EXERCISE BRIEF
The result should be every line of the listing that contains "children".
Start of EXCERPTED DATA
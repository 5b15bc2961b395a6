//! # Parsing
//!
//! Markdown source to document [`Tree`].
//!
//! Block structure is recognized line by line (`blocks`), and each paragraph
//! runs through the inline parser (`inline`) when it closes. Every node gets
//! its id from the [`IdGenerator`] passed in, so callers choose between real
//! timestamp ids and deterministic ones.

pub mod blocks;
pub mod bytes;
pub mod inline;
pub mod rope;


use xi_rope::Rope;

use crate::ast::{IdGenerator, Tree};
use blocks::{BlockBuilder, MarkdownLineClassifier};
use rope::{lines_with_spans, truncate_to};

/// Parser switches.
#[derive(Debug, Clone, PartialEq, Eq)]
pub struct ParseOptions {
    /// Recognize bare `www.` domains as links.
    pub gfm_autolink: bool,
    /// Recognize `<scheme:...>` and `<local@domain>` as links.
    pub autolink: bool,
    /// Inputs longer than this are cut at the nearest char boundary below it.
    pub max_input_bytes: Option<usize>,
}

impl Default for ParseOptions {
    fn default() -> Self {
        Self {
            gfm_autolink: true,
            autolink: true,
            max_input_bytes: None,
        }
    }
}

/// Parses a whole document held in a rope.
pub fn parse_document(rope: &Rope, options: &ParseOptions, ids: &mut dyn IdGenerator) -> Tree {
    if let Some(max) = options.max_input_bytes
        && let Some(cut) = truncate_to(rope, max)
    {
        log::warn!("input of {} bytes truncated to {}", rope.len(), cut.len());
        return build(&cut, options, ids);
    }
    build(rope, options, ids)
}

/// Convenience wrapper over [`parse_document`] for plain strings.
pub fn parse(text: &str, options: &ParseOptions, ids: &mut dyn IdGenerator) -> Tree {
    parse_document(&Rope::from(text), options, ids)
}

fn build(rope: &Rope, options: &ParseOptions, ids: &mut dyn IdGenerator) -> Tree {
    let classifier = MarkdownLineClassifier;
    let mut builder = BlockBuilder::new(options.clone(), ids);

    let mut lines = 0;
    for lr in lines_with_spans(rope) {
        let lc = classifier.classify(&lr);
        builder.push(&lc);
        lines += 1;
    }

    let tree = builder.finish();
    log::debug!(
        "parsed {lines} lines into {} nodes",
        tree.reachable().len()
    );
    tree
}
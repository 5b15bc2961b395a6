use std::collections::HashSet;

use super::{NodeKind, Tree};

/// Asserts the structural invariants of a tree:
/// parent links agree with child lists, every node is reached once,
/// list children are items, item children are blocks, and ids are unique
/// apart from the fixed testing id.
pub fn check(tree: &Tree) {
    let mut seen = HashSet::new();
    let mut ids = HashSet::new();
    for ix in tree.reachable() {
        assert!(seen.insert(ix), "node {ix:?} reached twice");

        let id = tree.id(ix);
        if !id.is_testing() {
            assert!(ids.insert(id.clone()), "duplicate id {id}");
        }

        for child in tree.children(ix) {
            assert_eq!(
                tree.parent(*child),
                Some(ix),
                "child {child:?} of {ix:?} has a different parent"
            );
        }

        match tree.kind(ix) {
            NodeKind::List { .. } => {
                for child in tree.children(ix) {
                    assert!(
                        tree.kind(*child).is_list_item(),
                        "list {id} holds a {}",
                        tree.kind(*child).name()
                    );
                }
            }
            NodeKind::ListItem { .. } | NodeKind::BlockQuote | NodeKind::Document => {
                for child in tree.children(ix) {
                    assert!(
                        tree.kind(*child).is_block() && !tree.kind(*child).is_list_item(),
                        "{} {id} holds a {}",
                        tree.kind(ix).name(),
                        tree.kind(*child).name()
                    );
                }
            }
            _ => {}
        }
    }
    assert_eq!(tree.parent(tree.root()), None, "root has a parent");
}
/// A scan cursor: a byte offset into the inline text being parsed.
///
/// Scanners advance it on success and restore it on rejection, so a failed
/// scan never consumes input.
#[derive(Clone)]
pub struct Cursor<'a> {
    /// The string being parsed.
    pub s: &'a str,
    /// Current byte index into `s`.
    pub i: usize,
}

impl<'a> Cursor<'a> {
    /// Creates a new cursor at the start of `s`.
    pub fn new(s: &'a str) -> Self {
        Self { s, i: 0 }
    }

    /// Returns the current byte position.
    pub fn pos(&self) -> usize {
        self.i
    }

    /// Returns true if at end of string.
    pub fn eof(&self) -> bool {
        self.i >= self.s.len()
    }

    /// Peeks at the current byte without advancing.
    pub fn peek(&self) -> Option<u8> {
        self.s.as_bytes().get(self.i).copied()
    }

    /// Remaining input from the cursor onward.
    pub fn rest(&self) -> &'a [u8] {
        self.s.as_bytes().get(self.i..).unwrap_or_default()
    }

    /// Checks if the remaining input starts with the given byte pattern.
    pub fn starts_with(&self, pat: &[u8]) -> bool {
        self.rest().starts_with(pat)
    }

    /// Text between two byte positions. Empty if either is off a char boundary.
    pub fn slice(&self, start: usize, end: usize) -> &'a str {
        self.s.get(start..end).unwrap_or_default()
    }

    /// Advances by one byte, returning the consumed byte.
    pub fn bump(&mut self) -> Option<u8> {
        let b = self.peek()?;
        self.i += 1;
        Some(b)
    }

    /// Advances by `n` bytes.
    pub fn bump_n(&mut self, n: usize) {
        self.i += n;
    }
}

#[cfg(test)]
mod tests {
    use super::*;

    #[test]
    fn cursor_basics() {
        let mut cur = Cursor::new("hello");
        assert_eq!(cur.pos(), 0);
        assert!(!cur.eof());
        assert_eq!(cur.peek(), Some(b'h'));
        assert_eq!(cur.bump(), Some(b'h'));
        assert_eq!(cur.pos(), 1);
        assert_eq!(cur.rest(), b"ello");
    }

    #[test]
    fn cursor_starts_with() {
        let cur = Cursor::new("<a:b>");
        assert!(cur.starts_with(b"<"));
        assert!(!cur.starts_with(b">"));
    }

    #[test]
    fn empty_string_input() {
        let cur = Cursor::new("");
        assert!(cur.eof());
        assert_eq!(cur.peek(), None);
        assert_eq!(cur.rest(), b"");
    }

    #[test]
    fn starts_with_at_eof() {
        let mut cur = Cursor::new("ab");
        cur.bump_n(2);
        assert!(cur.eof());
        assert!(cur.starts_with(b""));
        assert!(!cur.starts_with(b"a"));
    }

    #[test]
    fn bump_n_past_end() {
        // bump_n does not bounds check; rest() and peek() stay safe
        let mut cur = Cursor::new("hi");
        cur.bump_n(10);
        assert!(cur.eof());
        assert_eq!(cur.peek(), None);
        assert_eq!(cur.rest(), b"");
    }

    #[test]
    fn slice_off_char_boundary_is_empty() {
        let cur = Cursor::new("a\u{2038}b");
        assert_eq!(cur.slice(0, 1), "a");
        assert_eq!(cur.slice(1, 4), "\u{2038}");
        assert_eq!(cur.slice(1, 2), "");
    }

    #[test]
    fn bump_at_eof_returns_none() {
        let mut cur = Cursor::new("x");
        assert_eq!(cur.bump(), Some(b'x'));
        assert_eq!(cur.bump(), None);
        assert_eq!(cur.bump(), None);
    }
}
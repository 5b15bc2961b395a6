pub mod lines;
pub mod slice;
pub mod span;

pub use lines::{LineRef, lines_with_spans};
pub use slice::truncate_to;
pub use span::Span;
End of EXCERPTED DATA
Start of EXCERPTED DATA
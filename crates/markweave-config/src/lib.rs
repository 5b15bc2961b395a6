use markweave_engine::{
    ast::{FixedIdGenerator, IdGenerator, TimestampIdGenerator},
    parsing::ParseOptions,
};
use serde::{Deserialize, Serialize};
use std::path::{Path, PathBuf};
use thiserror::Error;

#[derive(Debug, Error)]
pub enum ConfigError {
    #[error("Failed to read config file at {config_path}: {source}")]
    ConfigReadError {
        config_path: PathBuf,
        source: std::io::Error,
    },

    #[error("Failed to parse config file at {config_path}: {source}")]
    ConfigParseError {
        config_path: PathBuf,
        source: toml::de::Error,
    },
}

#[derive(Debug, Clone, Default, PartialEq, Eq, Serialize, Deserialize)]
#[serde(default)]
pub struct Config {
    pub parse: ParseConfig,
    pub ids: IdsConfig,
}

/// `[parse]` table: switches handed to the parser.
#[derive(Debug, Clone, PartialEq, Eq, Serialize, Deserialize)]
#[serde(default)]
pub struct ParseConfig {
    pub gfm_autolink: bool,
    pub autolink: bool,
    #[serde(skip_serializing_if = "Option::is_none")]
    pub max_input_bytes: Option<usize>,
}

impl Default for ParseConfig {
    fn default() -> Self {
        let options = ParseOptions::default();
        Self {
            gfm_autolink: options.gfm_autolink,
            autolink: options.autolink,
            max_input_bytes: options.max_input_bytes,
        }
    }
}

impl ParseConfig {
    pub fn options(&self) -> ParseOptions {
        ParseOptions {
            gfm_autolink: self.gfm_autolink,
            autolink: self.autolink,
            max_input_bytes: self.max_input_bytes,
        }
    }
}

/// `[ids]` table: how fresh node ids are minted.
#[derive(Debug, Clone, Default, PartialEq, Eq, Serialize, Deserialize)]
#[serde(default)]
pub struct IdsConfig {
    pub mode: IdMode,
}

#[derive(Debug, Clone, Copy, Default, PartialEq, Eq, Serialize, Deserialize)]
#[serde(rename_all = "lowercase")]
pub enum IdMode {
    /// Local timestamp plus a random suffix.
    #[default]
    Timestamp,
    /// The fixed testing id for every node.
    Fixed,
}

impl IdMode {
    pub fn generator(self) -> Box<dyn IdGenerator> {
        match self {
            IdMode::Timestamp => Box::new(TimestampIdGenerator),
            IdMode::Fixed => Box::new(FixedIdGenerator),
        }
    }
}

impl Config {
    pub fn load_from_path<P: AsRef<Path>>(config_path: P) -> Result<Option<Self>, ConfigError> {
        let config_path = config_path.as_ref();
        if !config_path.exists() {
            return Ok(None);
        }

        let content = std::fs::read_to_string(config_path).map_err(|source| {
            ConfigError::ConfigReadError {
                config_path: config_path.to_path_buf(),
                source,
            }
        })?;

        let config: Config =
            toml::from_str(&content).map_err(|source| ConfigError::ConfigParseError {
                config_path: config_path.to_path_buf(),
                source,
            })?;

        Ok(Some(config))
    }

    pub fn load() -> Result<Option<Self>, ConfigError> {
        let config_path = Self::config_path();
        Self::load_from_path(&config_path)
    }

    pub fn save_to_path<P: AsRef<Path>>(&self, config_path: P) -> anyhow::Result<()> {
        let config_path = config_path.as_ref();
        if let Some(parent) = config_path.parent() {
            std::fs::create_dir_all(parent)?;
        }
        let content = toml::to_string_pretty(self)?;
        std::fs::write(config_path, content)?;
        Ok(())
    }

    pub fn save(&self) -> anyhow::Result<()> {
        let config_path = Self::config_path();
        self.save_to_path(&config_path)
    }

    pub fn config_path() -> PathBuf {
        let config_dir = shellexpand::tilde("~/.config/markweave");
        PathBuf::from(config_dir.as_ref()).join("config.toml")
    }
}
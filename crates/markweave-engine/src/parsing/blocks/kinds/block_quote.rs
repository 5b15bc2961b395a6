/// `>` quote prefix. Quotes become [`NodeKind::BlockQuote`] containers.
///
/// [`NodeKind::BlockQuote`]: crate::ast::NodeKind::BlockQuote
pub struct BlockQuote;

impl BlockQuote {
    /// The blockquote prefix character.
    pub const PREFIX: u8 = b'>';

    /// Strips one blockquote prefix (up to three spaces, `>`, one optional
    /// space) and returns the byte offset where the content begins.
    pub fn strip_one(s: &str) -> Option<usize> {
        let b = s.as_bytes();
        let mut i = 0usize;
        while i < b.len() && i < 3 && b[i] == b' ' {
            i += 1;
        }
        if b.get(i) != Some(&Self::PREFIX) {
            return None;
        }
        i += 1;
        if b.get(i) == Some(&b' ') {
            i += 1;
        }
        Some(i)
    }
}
End of EXCERPTED DATA
Start of EXCERPTED DATA
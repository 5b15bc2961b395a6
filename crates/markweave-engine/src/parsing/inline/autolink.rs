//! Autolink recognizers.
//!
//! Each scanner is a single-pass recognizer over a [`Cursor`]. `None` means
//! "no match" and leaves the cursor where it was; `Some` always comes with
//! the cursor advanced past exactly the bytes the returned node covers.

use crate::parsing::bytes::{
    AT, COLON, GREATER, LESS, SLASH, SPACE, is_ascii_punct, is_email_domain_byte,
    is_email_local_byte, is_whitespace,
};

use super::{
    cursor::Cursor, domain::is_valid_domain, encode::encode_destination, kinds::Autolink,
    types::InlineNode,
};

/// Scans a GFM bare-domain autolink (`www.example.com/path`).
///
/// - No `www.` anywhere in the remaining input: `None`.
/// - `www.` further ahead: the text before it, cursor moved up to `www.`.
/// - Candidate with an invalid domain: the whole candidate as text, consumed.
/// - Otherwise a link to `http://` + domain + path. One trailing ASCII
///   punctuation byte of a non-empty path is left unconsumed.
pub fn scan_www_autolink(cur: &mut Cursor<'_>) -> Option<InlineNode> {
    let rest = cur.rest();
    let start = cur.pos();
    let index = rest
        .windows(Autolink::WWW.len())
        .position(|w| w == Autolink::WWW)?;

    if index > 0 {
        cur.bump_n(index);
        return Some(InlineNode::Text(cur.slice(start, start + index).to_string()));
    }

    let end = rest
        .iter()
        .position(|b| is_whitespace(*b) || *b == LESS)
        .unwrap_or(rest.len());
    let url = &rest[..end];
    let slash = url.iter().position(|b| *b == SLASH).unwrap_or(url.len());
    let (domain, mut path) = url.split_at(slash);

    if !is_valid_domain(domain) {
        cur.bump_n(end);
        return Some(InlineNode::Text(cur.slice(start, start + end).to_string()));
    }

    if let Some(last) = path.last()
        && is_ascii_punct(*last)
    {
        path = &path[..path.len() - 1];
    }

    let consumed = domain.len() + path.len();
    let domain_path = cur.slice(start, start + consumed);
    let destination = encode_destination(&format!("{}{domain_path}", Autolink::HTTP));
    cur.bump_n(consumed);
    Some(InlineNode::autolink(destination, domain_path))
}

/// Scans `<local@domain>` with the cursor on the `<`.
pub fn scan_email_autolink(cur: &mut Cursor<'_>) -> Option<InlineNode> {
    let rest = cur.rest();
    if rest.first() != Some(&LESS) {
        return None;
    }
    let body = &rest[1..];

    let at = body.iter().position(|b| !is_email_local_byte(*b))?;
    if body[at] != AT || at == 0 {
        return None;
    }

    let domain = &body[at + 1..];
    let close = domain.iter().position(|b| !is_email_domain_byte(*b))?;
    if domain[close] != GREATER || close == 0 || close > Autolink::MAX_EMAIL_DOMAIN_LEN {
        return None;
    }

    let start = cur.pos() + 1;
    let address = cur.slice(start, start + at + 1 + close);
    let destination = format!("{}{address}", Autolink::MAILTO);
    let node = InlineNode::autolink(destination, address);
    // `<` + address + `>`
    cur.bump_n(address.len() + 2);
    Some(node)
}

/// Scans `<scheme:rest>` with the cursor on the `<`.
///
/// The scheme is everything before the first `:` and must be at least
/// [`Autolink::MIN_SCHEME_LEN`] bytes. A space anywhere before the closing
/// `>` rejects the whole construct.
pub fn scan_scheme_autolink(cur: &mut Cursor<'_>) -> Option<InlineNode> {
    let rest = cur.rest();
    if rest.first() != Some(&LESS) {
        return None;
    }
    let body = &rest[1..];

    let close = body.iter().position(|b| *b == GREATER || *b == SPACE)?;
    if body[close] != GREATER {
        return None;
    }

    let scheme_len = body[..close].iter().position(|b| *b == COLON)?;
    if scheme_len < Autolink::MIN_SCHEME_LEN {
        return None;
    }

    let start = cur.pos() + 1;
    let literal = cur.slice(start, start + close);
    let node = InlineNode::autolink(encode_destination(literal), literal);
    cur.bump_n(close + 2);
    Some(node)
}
End of EXCERPTED DATA
RESULT
/// list children are items, item children are blocks, and ids are unique
        for child in tree.children(ix) {
                for child in tree.children(ix) {
                for child in tree.children(ix) {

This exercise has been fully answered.